Give back every record below, character for character.

[Collected data entries]
++++++++
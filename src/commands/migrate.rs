//! Migrate command - Database migration management.

use crate::cli::args::{MigrateAction, MigrateArgs};
use crate::config::Config;
use crate::errors::{AppError, AppResult};
use crate::infra::Database;

/// Execute the migrate command
pub async fn execute(args: MigrateArgs, config: Config) -> AppResult<()> {
    let db = Database::open(&config.database_url)
        .await
        .map_err(|e| AppError::internal(format!("Database connection failed: {}", e)))?;

    match args.action {
        MigrateAction::Up => {
            tracing::info!("Running pending migrations...");
            db.run_migrations().await?;
            tracing::info!("Migrations completed successfully");
        }
        MigrateAction::Down => {
            tracing::info!("Rolling back last migration...");
            db.rollback_migration().await?;
            tracing::info!("Rollback completed successfully");
        }
        MigrateAction::Status => {
            for migration in db.migration_status().await? {
                let state = if migration.applied { "applied" } else { "pending" };
                println!("{}: {}", migration.name, state);
            }
        }
        MigrateAction::Fresh => {
            tracing::warn!("Dropping all tables and re-running every migration");
            db.fresh_migrations().await?;
            tracing::info!("Fresh migrations completed successfully");
        }
    }

    Ok(())
}
//! Commands module - CLI command implementations.
//!
//! Each command is implemented in its own module.

pub mod create_superuser;
pub mod migrate;
pub mod serve;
++++++++
SOLUTION TO THE EXERCISE:
filename src/commands/migrate.rs
//! Migrate command - Database migration management.

use crate::cli::args::{MigrateAction, MigrateArgs};
use crate::config::Config;
use crate::errors::{AppError, AppResult};
use crate::infra::Database;

/// Execute the migrate command
pub async fn execute(args: MigrateArgs, config: Config) -> AppResult<()> {
    let db = Database::open(&config.database_url)
        .await
        .map_err(|e| AppError::internal(format!("Database connection failed: {}", e)))?;

    match args.action {
        MigrateAction::Up => {
            tracing::info!("Running pending migrations...");
            db.run_migrations().await?;
            tracing::info!("Migrations completed successfully");
        }
        MigrateAction::Down => {
            tracing::info!("Rolling back last migration...");
            db.rollback_migration().await?;
            tracing::info!("Rollback completed successfully");
        }
        MigrateAction::Status => {
            for migration in db.migration_status().await? {
                let state = if migration.applied { "applied" } else { "pending" };
                println!("{}: {}", migration.name, state);
            }
        }
        MigrateAction::Fresh => {
            tracing::warn!("Dropping all tables and re-running every migration");
            db.fresh_migrations().await?;
            tracing::info!("Fresh migrations completed successfully");
        }
    }

    Ok(())
}
//! Commands module - CLI command implementations.
//!
//! Each command is implemented in its own module.

pub mod create_superuser;
pub mod migrate;
pub mod serve;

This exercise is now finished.